use itnavi_domain::resolution::ResolutionKind;
use itnavi_service::{RegisterUserRequest, SearchMode};
use itnavi_storage::models::StepFilters;

use super::{build_service, seed_case, stub_providers, test_config, test_db};

const DIM: u32 = 8;

async fn service_with(
	test_db: &itnavi_testkit::TestDatabase,
	completion_enabled: bool,
	output: &str,
) -> itnavi_service::ItnaviService {
	let mut cfg = test_config(
		test_db.dsn().to_string(),
		"http://127.0.0.1:6334".to_string(),
		DIM,
		test_db.collection_name("talent"),
		test_db.collection_name("case"),
	);

	cfg.providers.completion.enabled = completion_enabled;

	build_service(cfg, stub_providers(DIM, output)).await.expect("Failed to build service.")
}

async fn resolved_step(service: &itnavi_service::ItnaviService) -> (i32, i32) {
	seed_case(&service.db.pool, 1, "受発注DX", "受発注業務をデジタル化した事例").await;

	let search_id =
		service.create_session(SearchMode::Case).await.expect("Failed to create session.");
	let sub = service
		.append_step(search_id, StepFilters::default())
		.await
		.expect("Failed to append step.");
	let sub = service
		.attach_resolution(search_id, sub, ResolutionKind::Case, 1)
		.await
		.expect("Failed to attach case.");

	(search_id, sub)
}

async fn registered_user(service: &itnavi_service::ItnaviService, search_id: i32) -> i32 {
	service
		.register_user(RegisterUserRequest {
			user_name: "山田太郎".to_string(),
			company_name: "株式会社サンプル".to_string(),
			email: "taro@example.com".to_string(),
			search_id,
		})
		.await
		.expect("Failed to register user.")
}

#[tokio::test]
#[ignore = "Requires external Postgres. Set ITNAVI_PG_DSN to run."]
async fn disabled_completion_stores_the_sample_document() {
	let Some(test_db) = test_db().await else {
		eprintln!(
			"Skipping disabled_completion_stores_the_sample_document; set ITNAVI_PG_DSN to run this test."
		);

		return;
	};
	let service = service_with(&test_db, false, "").await;
	let (search_id, sub) = resolved_step(&service).await;
	let user_id = registered_user(&service, search_id).await;
	let document = service
		.create_document(user_id, search_id, sub)
		.await
		.expect("Failed to create document.");
	let content = service
		.get_document(search_id, sub, document.document_id)
		.await
		.expect("Failed to get document.");

	assert_eq!(content, "# 戦略文書(Sample)");

	// The triple must match; a wrong step cannot read the document.
	let result = service.get_document(search_id, sub + 1, document.document_id).await;

	assert!(matches!(result, Err(itnavi_service::Error::NotFound { .. })));

	service.confirm_download(document.document_id).await.expect("Failed to confirm download.");

	let status: String =
		sqlx::query_scalar("SELECT status FROM t_document WHERE document_id = $1")
			.bind(document.document_id)
			.fetch_one(&service.db.pool)
			.await
			.expect("Failed to read status.");

	assert_eq!(status, "downloaded");
	test_db.cleanup().await.expect("Failed to cleanup test database.");
}

#[tokio::test]
#[ignore = "Requires external Postgres. Set ITNAVI_PG_DSN to run."]
async fn strategy_markers_are_extracted_from_model_output() {
	let Some(test_db) = test_db().await else {
		eprintln!(
			"Skipping strategy_markers_are_extracted_from_model_output; set ITNAVI_PG_DSN to run this test."
		);

		return;
	};
	let output = "\
余計な前置き
<<START_STRATEGY>>
# 受発注DX戦略
## 1. プロジェクトの概要
<<END_STRATEGY>>";
	let service = service_with(&test_db, true, output).await;
	let (search_id, sub) = resolved_step(&service).await;
	let user_id = registered_user(&service, search_id).await;
	let document = service
		.create_document(user_id, search_id, sub)
		.await
		.expect("Failed to create document.");
	let content = service
		.get_document(search_id, sub, document.document_id)
		.await
		.expect("Failed to get document.");

	assert!(content.starts_with("# 受発注DX戦略"));
	assert!(!content.contains("余計な前置き"));
	test_db.cleanup().await.expect("Failed to cleanup test database.");
}

#[tokio::test]
#[ignore = "Requires external Postgres. Set ITNAVI_PG_DSN to run."]
async fn unresolved_step_cannot_get_a_document() {
	let Some(test_db) = test_db().await else {
		eprintln!(
			"Skipping unresolved_step_cannot_get_a_document; set ITNAVI_PG_DSN to run this test."
		);

		return;
	};
	let service = service_with(&test_db, false, "").await;
	let search_id =
		service.create_session(SearchMode::Case).await.expect("Failed to create session.");
	let sub = service
		.append_step(search_id, StepFilters::default())
		.await
		.expect("Failed to append step.");
	let user_id = registered_user(&service, search_id).await;
	let result = service.create_document(user_id, search_id, sub).await;

	assert!(matches!(result, Err(itnavi_service::Error::NotFound { .. })));
	test_db.cleanup().await.expect("Failed to cleanup test database.");
}

#[tokio::test]
#[ignore = "Requires external Postgres. Set ITNAVI_PG_DSN to run."]
async fn agent_request_is_recorded_without_notification() {
	let Some(test_db) = test_db().await else {
		eprintln!(
			"Skipping agent_request_is_recorded_without_notification; set ITNAVI_PG_DSN to run this test."
		);

		return;
	};
	let service = service_with(&test_db, false, "").await;
	let search_id =
		service.create_session(SearchMode::Advice).await.expect("Failed to create session.");
	let user_id = registered_user(&service, search_id).await;
	let request_id = service
		.request_agent_support(user_id, search_id)
		.await
		.expect("Failed to request agent support.");

	assert!(request_id >= 1);

	let linked_user: Option<i32> =
		sqlx::query_scalar("SELECT user_id FROM t_search WHERE search_id = $1")
			.bind(search_id)
			.fetch_one(&service.db.pool)
			.await
			.expect("Failed to read session user.");

	assert_eq!(linked_user, Some(user_id));
	test_db.cleanup().await.expect("Failed to cleanup test database.");
}
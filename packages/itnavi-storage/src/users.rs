use crate::{
	Result,
	db::Db,
	models::{NewUser, User},
};

pub async fn insert_user(db: &Db, user: &NewUser) -> Result<i32> {
	let user_id: i32 = sqlx::query_scalar(
		"\
INSERT INTO m_user (user_name, company_name, email)
VALUES ($1, $2, $3)
RETURNING user_id",
	)
	.bind(user.user_name.as_str())
	.bind(user.company_name.as_str())
	.bind(user.email.as_str())
	.fetch_one(&db.pool)
	.await?;

	Ok(user_id)
}

pub async fn get_user(db: &Db, user_id: i32) -> Result<User> {
	sqlx::query_as::<_, User>(
		"\
SELECT user_id, user_name, company_name, email, created_at
FROM m_user
WHERE user_id = $1",
	)
	.bind(user_id)
	.fetch_optional(&db.pool)
	.await?
	.ok_or_else(|| crate::Error::NotFound(format!("m_user {user_id}")))
}

pub async fn insert_agent_request(db: &Db, user_id: i32, search_id: i32) -> Result<i32> {
	let request_id: i32 = sqlx::query_scalar(
		"\
INSERT INTO t_agent_request (user_id, search_id)
VALUES ($1, $2)
RETURNING request_id",
	)
	.bind(user_id)
	.bind(search_id)
	.fetch_one(&db.pool)
	.await?;

	Ok(request_id)
}
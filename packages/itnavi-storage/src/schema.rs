pub fn render_schema() -> String {
	let init = include_str!("../../../sql/init.sql");

	expand_includes(init)
}

fn expand_includes(sql: &str) -> String {
	let mut out = String::new();

	for line in sql.lines() {
		let trimmed = line.trim();

		if let Some(path) = trimmed.strip_prefix("\\ir ") {
			match path.trim() {
				"tables/001_m_industry.sql" =>
					out.push_str(include_str!("../../../sql/tables/001_m_industry.sql")),
				"tables/002_m_company_size.sql" =>
					out.push_str(include_str!("../../../sql/tables/002_m_company_size.sql")),
				"tables/003_m_department.sql" =>
					out.push_str(include_str!("../../../sql/tables/003_m_department.sql")),
				"tables/004_m_theme.sql" =>
					out.push_str(include_str!("../../../sql/tables/004_m_theme.sql")),
				"tables/005_m_job.sql" =>
					out.push_str(include_str!("../../../sql/tables/005_m_job.sql")),
				"tables/006_m_hashtag.sql" =>
					out.push_str(include_str!("../../../sql/tables/006_m_hashtag.sql")),
				"tables/007_m_case.sql" =>
					out.push_str(include_str!("../../../sql/tables/007_m_case.sql")),
				"tables/008_case_industry.sql" =>
					out.push_str(include_str!("../../../sql/tables/008_case_industry.sql")),
				"tables/009_case_company_size.sql" =>
					out.push_str(include_str!("../../../sql/tables/009_case_company_size.sql")),
				"tables/010_case_department.sql" =>
					out.push_str(include_str!("../../../sql/tables/010_case_department.sql")),
				"tables/011_case_theme.sql" =>
					out.push_str(include_str!("../../../sql/tables/011_case_theme.sql")),
				"tables/012_m_talent.sql" =>
					out.push_str(include_str!("../../../sql/tables/012_m_talent.sql")),
				"tables/013_talent_career.sql" =>
					out.push_str(include_str!("../../../sql/tables/013_talent_career.sql")),
				"tables/014_talent_mindset.sql" =>
					out.push_str(include_str!("../../../sql/tables/014_talent_mindset.sql")),
				"tables/015_talent_supportarea.sql" =>
					out.push_str(include_str!("../../../sql/tables/015_talent_supportarea.sql")),
				"tables/016_talent_job.sql" =>
					out.push_str(include_str!("../../../sql/tables/016_talent_job.sql")),
				"tables/017_talent_hashtag.sql" =>
					out.push_str(include_str!("../../../sql/tables/017_talent_hashtag.sql")),
				"tables/018_t_search.sql" =>
					out.push_str(include_str!("../../../sql/tables/018_t_search.sql")),
				"tables/019_d_search.sql" =>
					out.push_str(include_str!("../../../sql/tables/019_d_search.sql")),
				"tables/020_t_document.sql" =>
					out.push_str(include_str!("../../../sql/tables/020_t_document.sql")),
				"tables/021_m_user.sql" =>
					out.push_str(include_str!("../../../sql/tables/021_m_user.sql")),
				"tables/022_t_agent_request.sql" =>
					out.push_str(include_str!("../../../sql/tables/022_t_agent_request.sql")),
				_ => out.push_str(line),
			}
		} else {
			out.push_str(line);
		}

		out.push('\n');
	}

	out
}

#[cfg(test)]
mod tests {
	use super::*;

	#[test]
	fn expands_every_include() {
		let rendered = render_schema();

		assert!(!rendered.contains("\\ir "));
		assert!(rendered.contains("CREATE TABLE IF NOT EXISTS m_case"));
		assert!(rendered.contains("CREATE TABLE IF NOT EXISTS d_search"));
		assert!(rendered.contains("CREATE TABLE IF NOT EXISTS t_agent_request"));
	}
}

+++++

- _Problem_
Filter the data above, keeping only lines that include the string "super".

- _Written solution_
use super::{build_service, seed_case, stub_providers, test_config, test_db};
	use super::*;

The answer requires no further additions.